To J. D. Hooker   5 December 1880

Down, | Beckenham, Kent. | (Railway Station | Orpington. S.E.R.)

Dec. 5 1880

My dear Hooker

I thank you much for being willing to propose Frank; I had begun to doubt whether I had not been too impudent in asking such a veteran to propose him, & was a little vexed with myself.— I do not see how your proposing him can interfere in the least with the higher claims of anyone else.— If you have not thrown away the list of Frank’s papers please return them; & then I will fill up a certificate & send it you for signature & afterwards get other signatures.1 But probably I shall not be able to do this for about 10 days, as on Tuesday morning we go to “6 Queen Anne St” until Saturday, whence for a few days to Leith Hill Place.2 I fear that there is no chance of our seeing you in London.

Again thanking you warmly | My dear Hooker | Ever Yours | Ch. Darwin

I did not attend to or care about the Haughton controversy; it seemed chiefly about the range of a single or at most two species.—3

I should have hugely enjoyed talking over with you Wallace’s book.—4

Can you give me seeds of Commelyna cœlestis? I have applied to Thompson of Ipswich, & he has not any.—5


See letter from J. D. Hooker, 4 December 1880 and n. 1. Francis Darwin was to be proposed for fellowship of the Royal Society of London.
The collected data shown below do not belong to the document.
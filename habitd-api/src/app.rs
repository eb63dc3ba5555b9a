/// Application state and router builder
///
/// Defines the shared application state and builds the Axum router with all
/// routes and middleware.
///
/// # Example
///
/// ```no_run
/// use habitd_api::{app::AppState, config::Config};
/// use sqlx::PgPool;
///
/// # async fn example() -> anyhow::Result<()> {
/// let config = Config::from_env()?;
/// let pool = PgPool::connect(&config.database.url).await?;
/// let state = AppState::new(pool, config);
/// let app = habitd_api::app::build_router(state);
/// # Ok(())
/// # }
/// ```

use crate::config::Config;
use axum::{
    extract::Request,
    http::{header, HeaderValue, Method},
    middleware::Next,
    response::Response,
    routing::{get, post},
    Router,
};
use habitd_shared::{
    auth::{
        jwt,
        middleware::{bearer_token, AuthContext},
    },
    models::user::User,
};
use sqlx::PgPool;
use std::sync::Arc;
use tower_http::{
    cors::CorsLayer,
    trace::{DefaultMakeSpan, DefaultOnResponse, TraceLayer},
};
use tracing::Level;

/// Shared application state
///
/// Cloned for each request handler via Axum's `State` extractor; uses Arc
/// internally for cheap cloning.
#[derive(Clone)]
pub struct AppState {
    /// Database connection pool
    pub db: PgPool,

    /// Application configuration
    pub config: Arc<Config>,
}

impl AppState {
    /// Creates new application state
    pub fn new(db: PgPool, config: Config) -> Self {
        Self {
            db,
            config: Arc::new(config),
        }
    }

    /// Gets JWT secret for token operations
    pub fn jwt_secret(&self) -> &str {
        &self.config.jwt.secret
    }
}

/// Builds the complete Axum router with all routes and middleware
///
/// # Architecture
///
/// ```text
/// /
/// ├── /health                     # Health check (public)
/// ├── /ping                       # Liveness check (public)
/// ├── /auth/
/// │   ├── POST /register          # Register (form: username, password)
/// │   └── POST /login             # Login, returns bearer token
/// ├── /habits                     # All bearer-authenticated
/// │   ├── GET    /                # List owned habits
/// │   ├── POST   /                # Create habit
/// │   ├── GET    /:id             # Fetch one habit
/// │   ├── PUT    /:id             # Partial update
/// │   ├── DELETE /:id             # Delete (cascades logs)
/// │   ├── GET    /:id/logs        # All logs for habit
/// │   ├── POST   /:id/increment   # Advance today's count
/// │   └── GET    /progress/me     # Today's progress summary
/// └── /habit/:id/log              # POST, append-style log insert
/// ```
///
/// The `/habit/:id/log` singular path is kept as-is for compatibility with
/// existing clients.
pub fn build_router(state: AppState) -> Router {
    use crate::routes;

    // Public routes, no auth
    let public_routes = Router::new()
        .route("/health", get(routes::health::health_check))
        .route("/ping", get(routes::health::ping));

    let auth_routes = Router::new()
        .route("/register", post(routes::auth::register))
        .route("/login", post(routes::auth::login));

    // Everything touching habits or logs requires a valid bearer token
    let habit_routes = Router::new()
        .route(
            "/habits",
            get(routes::habits::list_habits).post(routes::habits::create_habit),
        )
        .route("/habits/progress/me", get(routes::progress::my_progress))
        .route(
            "/habits/:id",
            get(routes::habits::get_habit)
                .put(routes::habits::update_habit)
                .delete(routes::habits::delete_habit),
        )
        .route("/habits/:id/logs", get(routes::logs::list_logs))
        .route("/habits/:id/increment", post(routes::logs::increment))
        .route("/habit/:id/log", post(routes::logs::create_log))
        .layer(axum::middleware::from_fn_with_state(
            state.clone(),
            jwt_auth_layer,
        ));

    // Configure CORS based on environment
    let cors = if state.config.api.cors_origins.contains(&"*".to_string()) {
        CorsLayer::permissive()
    } else {
        let origins: Vec<HeaderValue> = state
            .config
            .api
            .cors_origins
            .iter()
            .filter_map(|origin| origin.parse().ok())
            .collect();

        CorsLayer::new()
            .allow_origin(origins)
            .allow_methods([
                Method::GET,
                Method::POST,
                Method::PUT,
                Method::DELETE,
                Method::OPTIONS,
            ])
            .allow_headers([header::AUTHORIZATION, header::CONTENT_TYPE])
            .allow_credentials(true)
            .max_age(std::time::Duration::from_secs(3600))
    };

    Router::new()
        .merge(public_routes)
        .nest("/auth", auth_routes)
        .merge(habit_routes)
        .layer(
            TraceLayer::new_for_http()
                .make_span_with(DefaultMakeSpan::new().level(Level::INFO))
                .on_response(DefaultOnResponse::new().level(Level::INFO)),
        )
        .layer(cors)
        .with_state(state)
}

/// JWT authentication middleware layer
///
/// Extracts and validates the bearer token, confirms the subject still
/// exists, then injects [`AuthContext`] into request extensions. A token
/// whose user has been removed is as unauthorized as no token at all.
async fn jwt_auth_layer(
    state: axum::extract::State<AppState>,
    mut req: Request,
    next: Next,
) -> Result<Response, crate::error::ApiError> {
    let token = bearer_token(req.headers())?;

    let claims = jwt::validate_token(token, state.jwt_secret())?;

    let user = User::find_by_id(&state.db, claims.sub)
        .await?
        .ok_or_else(|| {
            crate::error::ApiError::Unauthorized("Could not validate credentials".to_string())
        })?;

    req.extensions_mut().insert(AuthContext::new(user.id));

    Ok(next.run(req).await)
}
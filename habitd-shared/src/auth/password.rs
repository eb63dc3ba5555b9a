/// Password hashing module using Argon2id
///
/// Passwords are stored as Argon2id PHC strings, never in plaintext.
///
/// # Security
///
/// - **Algorithm**: Argon2id (hybrid of Argon2i and Argon2d)
/// - **Memory**: 64 MB (65536 KB)
/// - **Iterations**: 3 passes
/// - **Parallelism**: 4 lanes
/// - **Output**: 32-byte hash
///
/// # Example
///
/// ```
/// use habitd_shared::auth::password::{hash_password, verify_password};
///
/// # fn example() -> Result<(), Box<dyn std::error::Error>> {
/// let hash = hash_password("super_secret_password_123")?;
///
/// assert!(verify_password("super_secret_password_123", &hash)?);
/// assert!(!verify_password("wrong_password", &hash)?);
/// # Ok(())
/// # }
/// ```

use argon2::{
    password_hash::{rand_core::OsRng, PasswordHash, PasswordHasher, PasswordVerifier, SaltString},
    Argon2, ParamsBuilder, Version,
};

/// Error type for password hashing operations
#[derive(Debug, thiserror::Error)]
pub enum PasswordError {
    /// Failed to hash password
    #[error("Failed to hash password: {0}")]
    HashError(String),

    /// Failed to verify password
    #[error("Failed to verify password: {0}")]
    VerifyError(String),

    /// Invalid password hash format
    #[error("Invalid password hash format: {0}")]
    InvalidHash(String),
}

/// Hashes a password using Argon2id
///
/// The salt is 16 random bytes from the OS RNG. The returned PHC string
/// embeds the algorithm, parameters, salt, and hash.
///
/// Example output:
/// ```text
/// $argon2id$v=19$m=65536,t=3,p=4$c2FsdHNhbHRzYWx0$hash...
/// ```
///
/// # Errors
///
/// Returns `PasswordError::HashError` if hashing fails
pub fn hash_password(password: &str) -> Result<String, PasswordError> {
    let salt = SaltString::generate(&mut OsRng);

    let params = ParamsBuilder::new()
        .m_cost(65536) // 64 MB
        .t_cost(3)
        .p_cost(4)
        .output_len(32)
        .build()
        .map_err(|e| PasswordError::HashError(format!("Invalid parameters: {}", e)))?;

    let argon2 = Argon2::new(argon2::Algorithm::Argon2id, Version::V0x13, params);

    let password_hash = argon2
        .hash_password(password.as_bytes(), &salt)
        .map_err(|e| PasswordError::HashError(format!("Hash generation failed: {}", e)))?;

    Ok(password_hash.to_string())
}

/// Verifies a password against a stored hash
///
/// Comparison is constant-time.
///
/// # Returns
///
/// `Ok(true)` if the password matches, `Ok(false)` if it doesn't
///
/// # Errors
///
/// Returns `PasswordError` if the stored hash cannot be parsed
pub fn verify_password(password: &str, hash: &str) -> Result<bool, PasswordError> {
    let parsed_hash = PasswordHash::new(hash)
        .map_err(|e| PasswordError::InvalidHash(format!("Failed to parse hash: {}", e)))?;

    // Parameters are embedded in the hash
    let argon2 = Argon2::default();

    match argon2.verify_password(password.as_bytes(), &parsed_hash) {
        Ok(_) => Ok(true),
        Err(argon2::password_hash::Error::Password) => Ok(false),
        Err(e) => Err(PasswordError::VerifyError(format!(
            "Verification failed: {}",
            e
        ))),
    }
}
Proposal certificates listed the candidate’s publications. In the event, Francis was proposed by Michael Foster in January 1881 and elected in June 1882 (Royal Society archives, GB 117 EC/1882/09).
The Darwins were in London at the home of CD’s brother, Erasmus Alvey Darwin, from 7 December 1880, then travelled to Leith Hill Place, Surrey, on 11 December, and returned home on 15 December (CD’s ‘Journal’ (Appendix II)).
See letter from J. D. Hooker, 4 December 1880 and n. 3. Samuel Haughton had argued against a uniformitarian view of geological change in a series of letters published in Nature.
See letter from J. D. Hooker, 22 November 1880, and letter to J. D. Hooker, 23 November 1880. Alfred Russel Wallace’s recently published work, Island life (Wallace 1880a), had been dedicated to Hooker.
Commelina coelestis is dayflower; CD’s notes, dated 24 December 1880 to 11 January 1881, on geotropism in young cotyledons of this species, are in DAR 67: 60–4. William Thompson (1823–1903) owned a nursery in Ipswich.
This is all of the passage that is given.